Session Information
24 SES 08, The Role of Mathematical Knowledge in the 21st Century
Paper Session
Contribution
Outputs from the office of the chief scientist have, over the past five years, repeatedly reference the need for greater student participation in STEM (Science, Technology, Engineering & Mathematics) subjects. In Australia, the emphasis is on ensuring students have the intellectual capacity, knowledge and employability skills for an ever-changing workplace (Becker & Park, 2011). Of particular concern is the expectation that 75% of future occupations are likely to require STEM-related skills (Office of the Chief Scientist, 2012). While the role of education is not supply to ‘train’ students for the workforce, changing workforce demands and requirements do have an impact on policy.
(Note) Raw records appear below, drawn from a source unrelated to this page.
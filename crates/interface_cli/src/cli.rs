//! CLI definition using clap

use chrono::NaiveDate;
use clap::{Args, Parser, Subcommand, ValueEnum};
use rust_decimal::Decimal;
use serde::{Deserialize, Serialize};

use core_kernel::{CurrencyId, CustomerId, DealerId, PolicyId, VehicleId};
use domain_policy::PolicyForm;

/// Output format for results
#[derive(Clone, Copy, Debug, Default, PartialEq, Eq, ValueEnum, Serialize, Deserialize)]
#[serde(rename_all = "lowercase")]
pub enum OutputFormat {
    #[default]
    Table,
    Json,
}

impl std::fmt::Display for OutputFormat {
    fn fmt(&self, f: &mut std::fmt::Formatter<'_>) -> std::fmt::Result {
        match self {
            OutputFormat::Table => write!(f, "table"),
            OutputFormat::Json => write!(f, "json"),
        }
    }
}

#[derive(Debug, Parser)]
#[command(name = "policy-console")]
#[command(version)]
#[command(about = "Create and edit vehicle policies against the brokerage backend")]
#[command(long_about = None)]
pub struct Cli {
    #[command(subcommand)]
    pub command: Commands,

    /// Backend base URL (overrides BROKER_BASE_URL)
    #[arg(long, global = true)]
    pub base_url: Option<String>,

    /// Output format (table, json)
    #[arg(long, short = 'f', global = true, value_enum, default_value_t = OutputFormat::Table)]
    pub format: OutputFormat,

    /// Correlation id sent with every backend call; generated when absent
    #[arg(long, global = true)]
    pub correlation_id: Option<String>,

    /// Verbose output (debug logging)
    #[arg(long, short = 'v', global = true)]
    pub verbose: bool,
}

#[derive(Debug, Subcommand)]
pub enum Commands {
    /// List dealers
    Dealers,

    /// List the customers of a dealer
    Customers {
        /// Dealer id (bare uuid or DLR-<uuid>)
        #[arg(long)]
        dealer: DealerId,
    },

    /// List the vehicles of a customer
    Vehicles {
        /// Customer id
        #[arg(long)]
        customer: CustomerId,
    },

    /// List policy types
    PolicyTypes,

    /// List currencies
    Currencies,

    /// Register a vehicle for a customer
    AddVehicle {
        /// Owning customer id
        #[arg(long)]
        customer: CustomerId,

        /// Plate number (spaces are removed, letters upper-cased)
        #[arg(long)]
        plate: String,

        #[arg(long)]
        brand: String,

        #[arg(long)]
        model: String,
    },

    /// Ask the backend for a price without creating anything
    Quote {
        #[command(flatten)]
        draft: DraftArgs,
    },

    /// Create a policy; the premium defaults to the calculated price
    Create {
        #[command(flatten)]
        draft: DraftArgs,

        /// Premium to submit instead of the calculated price
        #[arg(long)]
        premium: Option<Decimal>,
    },

    /// Change the type or period of an existing policy
    Update {
        /// Policy id
        #[arg(long)]
        policy: PolicyId,

        /// New policy type code
        #[arg(long = "type")]
        policy_type: Option<String>,

        /// New start date (YYYY-MM-DD)
        #[arg(long)]
        start: Option<NaiveDate>,

        /// New end date (YYYY-MM-DD)
        #[arg(long)]
        end: Option<NaiveDate>,
    },

    /// Check that the backend is reachable
    Health,
}

/// Fields of a new policy draft
#[derive(Debug, Clone, Args)]
pub struct DraftArgs {
    #[arg(long)]
    pub dealer: DealerId,

    #[arg(long)]
    pub customer: CustomerId,

    #[arg(long)]
    pub vehicle: VehicleId,

    /// Policy type code (e.g. Kasko, Traffic)
    #[arg(long = "type")]
    pub policy_type: String,

    #[arg(long)]
    pub currency: Option<CurrencyId>,

    /// Start date (YYYY-MM-DD)
    #[arg(long)]
    pub start: NaiveDate,

    /// Duration in days; the end date is derived from it
    #[arg(long, conflicts_with = "end")]
    pub duration: Option<u32>,

    /// End date (YYYY-MM-DD)
    #[arg(long)]
    pub end: Option<NaiveDate>,
}

impl DraftArgs {
    /// Fills a form in cascade order, parents before children
    pub fn apply_to(&self, form: &mut PolicyForm) {
        form.set_dealer(Some(self.dealer));
        form.set_customer(Some(self.customer));
        form.set_vehicle(Some(self.vehicle));
        form.set_policy_type(Some(self.policy_type.as_str().into()));
        form.set_currency(self.currency);
        form.set_start_date(Some(self.start));
        if let Some(days) = self.duration {
            form.set_duration_days(Some(days));
        }
        if let Some(end) = self.end {
            form.set_end_date(Some(end));
        }
    }
}
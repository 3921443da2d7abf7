//! Command handlers
//!
//! Each command runs the policy form workflow through [`PolicyFormService`]
//! and returns a [`CommandOutput`]; printing is left to `output`.

use std::sync::Arc;

use anyhow::{bail, Context, Result};
use rust_decimal::Decimal;
use serde::Serialize;

use core_kernel::{HealthCheckResult, HealthCheckable, OperationMetadata, QueryState};
use domain_policy::{
    Notice, PolicyForm, PolicyFormService, PolicyPort, PolicyRecord, SubmissionOutcome,
};
use domain_pricing::{CalculatedPrice, PriceCalculationRequest, PricingPort};
use domain_reference::{
    CurrencyOption, Customer, Dealer, LookupPort, NewVehicle, PolicyType, Vehicle,
};
use infra_http::BrokerHttpAdapter;

use crate::cli::{Cli, Commands, DraftArgs};
use crate::config::ConsoleConfig;
use crate::output;

/// Price quoted for a draft
#[derive(Debug, Clone, Serialize)]
#[serde(rename_all = "camelCase")]
pub struct QuoteReport {
    pub request: PriceCalculationRequest,
    pub price: CalculatedPrice,
    pub suggested_premium: Decimal,
}

/// Stored policy after a create or update
#[derive(Debug, Clone, Serialize)]
#[serde(rename_all = "camelCase")]
pub struct SubmissionReport {
    pub created: bool,
    pub policy: PolicyRecord,
    pub notices: Vec<Notice>,
}

impl From<SubmissionOutcome> for SubmissionReport {
    fn from(outcome: SubmissionOutcome) -> Self {
        Self {
            created: outcome.created,
            policy: outcome.policy,
            notices: outcome.notices,
        }
    }
}

/// Result of a command, serialized as-is for JSON output
#[derive(Debug, Clone, Serialize)]
#[serde(untagged)]
pub enum CommandOutput {
    Dealers(Vec<Dealer>),
    Customers(Vec<Customer>),
    Vehicles(Vec<Vehicle>),
    PolicyTypes(Vec<PolicyType>),
    Currencies(Vec<CurrencyOption>),
    Vehicle(Vehicle),
    Quote(QuoteReport),
    Submission(SubmissionReport),
    /// The backend declined the submission with an advisory; nothing was stored
    Advisory(Notice),
    Health(HealthCheckResult),
}

/// Metadata attached to every backend call of this invocation
pub fn operation_metadata(cli: &Cli, config: &ConsoleConfig) -> OperationMetadata {
    let correlation_id = cli
        .correlation_id
        .clone()
        .unwrap_or_else(|| uuid::Uuid::new_v4().to_string());
    let metadata = OperationMetadata::with_correlation_id(correlation_id);
    match &config.operator {
        Some(operator) => metadata.initiated_by(operator.clone()),
        None => metadata,
    }
}

/// Execute CLI command against the configured backend
pub async fn execute(cli: Cli, mut config: ConsoleConfig) -> Result<()> {
    if let Some(base_url) = &cli.base_url {
        config.base_url = base_url.clone();
    }

    let adapter = Arc::new(
        BrokerHttpAdapter::new(config.adapter_config()).context("building backend client")?,
    );
    let metadata = operation_metadata(&cli, &config);
    tracing::debug!(
        base_url = adapter.base_url(),
        correlation_id = ?metadata.correlation_id,
        "console starting"
    );

    let service = PolicyFormService::new(adapter.clone(), adapter.clone(), adapter.clone())
        .with_metadata(metadata);
    let result = run(&service, adapter.as_ref(), cli.command).await?;
    output::emit(cli.format, &result)
}

/// Runs one command; `health` answers the `health` command
pub async fn run<L, P, S>(
    service: &PolicyFormService<L, P, S>,
    health: &dyn HealthCheckable,
    command: Commands,
) -> Result<CommandOutput>
where
    L: LookupPort + ?Sized,
    P: PricingPort + ?Sized,
    S: PolicyPort + ?Sized,
{
    let resolver = service.resolver();
    let output = match command {
        Commands::Dealers => CommandOutput::Dealers(resolver.dealers().await?),
        Commands::Customers { dealer } => {
            CommandOutput::Customers(resolver.customers_of(dealer).await?)
        }
        Commands::Vehicles { customer } => {
            CommandOutput::Vehicles(resolver.vehicles_of(customer).await?)
        }
        Commands::PolicyTypes => CommandOutput::PolicyTypes(resolver.policy_types().await?),
        Commands::Currencies => CommandOutput::Currencies(resolver.currencies().await?),
        Commands::AddVehicle {
            customer,
            plate,
            brand,
            model,
        } => {
            let vehicle = resolver
                .add_vehicle(NewVehicle::new(customer, plate, brand, model))
                .await?;
            CommandOutput::Vehicle(vehicle)
        }
        Commands::Quote { draft } => CommandOutput::Quote(quote(service, &draft).await?),
        Commands::Create { draft, premium } => create(service, &draft, premium).await?,
        Commands::Update {
            policy,
            policy_type,
            start,
            end,
        } => {
            let mut form = service.edit_form(policy).await?;
            if let Some(code) = policy_type {
                form.set_policy_type(Some(code.as_str().into()));
            }
            if start.is_some() {
                form.set_start_date(start);
            }
            if end.is_some() {
                form.set_end_date(end);
            }
            service.sync(&mut form).await;
            warn_unknown_policy_type(&form);
            submit(service, &mut form).await?
        }
        Commands::Health => CommandOutput::Health(health.health_check().await),
    };
    Ok(output)
}

async fn quote<L, P, S>(service: &PolicyFormService<L, P, S>, draft: &DraftArgs) -> Result<QuoteReport>
where
    L: LookupPort + ?Sized,
    P: PricingPort + ?Sized,
    S: PolicyPort + ?Sized,
{
    let mut form = service.new_form();
    draft.apply_to(&mut form);
    form.draft().period().context("cannot price the draft")?;
    let request = form
        .draft()
        .price_request()
        .context("cannot price the draft: customer, vehicle or policy type is missing")?;

    service.sync(&mut form).await;
    match form.price_state() {
        QueryState::Ready(price) => Ok(QuoteReport {
            request,
            suggested_premium: price.suggested_premium(),
            price: price.clone(),
        }),
        QueryState::Failed(message) => bail!("price calculation failed: {}", message),
        QueryState::Idle | QueryState::Loading => bail!("no price was calculated"),
    }
}

async fn create<L, P, S>(
    service: &PolicyFormService<L, P, S>,
    draft: &DraftArgs,
    premium: Option<Decimal>,
) -> Result<CommandOutput>
where
    L: LookupPort + ?Sized,
    P: PricingPort + ?Sized,
    S: PolicyPort + ?Sized,
{
    let mut form = service.new_form();
    draft.apply_to(&mut form);
    form.set_premium(premium);

    service.sync(&mut form).await;
    warn_unknown_policy_type(&form);
    if let QueryState::Failed(message) = form.price_state() {
        tracing::warn!(%message, "no price suggestion; submitting without it");
    }

    submit(service, &mut form).await
}

/// Submits the form; an advisory rejection is reported instead of failing
async fn submit<L, P, S>(
    service: &PolicyFormService<L, P, S>,
    form: &mut PolicyForm,
) -> Result<CommandOutput>
where
    L: LookupPort + ?Sized,
    P: PricingPort + ?Sized,
    S: PolicyPort + ?Sized,
{
    match service.submit(form).await {
        Ok(outcome) => Ok(CommandOutput::Submission(outcome.into())),
        Err(e) => match e.advisory() {
            Some(notice) => Ok(CommandOutput::Advisory(notice)),
            None => Err(e.into()),
        },
    }
}

/// The backend is the authority on policy types; an unlisted code is only logged
fn warn_unknown_policy_type(form: &PolicyForm) {
    let Some(code) = form.draft().policy_type() else {
        return;
    };
    let types = form.policy_types();
    if !types.is_empty() && !types.iter().any(|t| &t.code == code) {
        tracing::warn!(policy_type = %code, "policy type is not in the backend's list");
    }
}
This policy in turn has an impact on curriculum. In South Australian these policy changes are reflected in the New STEM Strategy for SA schools (2016), which includes commitments in regards to upskilling teachers, professional learning and development opportunities, improving facilities, designing a STEM PLAY programme (for early learners) and specialist STEM career pathways support. In addition the South Australian Department for Education (DfE) has been supporting a number of schools to come together and work collaboratively on STEM related work; the Year 7-8 STEM Collaborative Inquiry Project 2016-2018.
One of the challenges with STEM is the many different ways the acronym is interpreted. For example Marginson et al., (2013, p. 70) highlight how many nations describe STEM as a focus on “broad-based scientific literacy” and “science for all”. English (2016) reiterates this, highlighting how lots of initiatives foreground science or technology and even engineering (which is not a curriculum subject in Australia), yet mathematics often has limited emphasis/inclusion. Shaughnessy (2013) argues that the ‘M’ in STEM must be made more transparent and that connections to mathematics need to be made explicitly for students. Gojak (2015), expressed concern that mathematics is often seen as ‘the last letter of STEM and the forgotten quarter of STEM”.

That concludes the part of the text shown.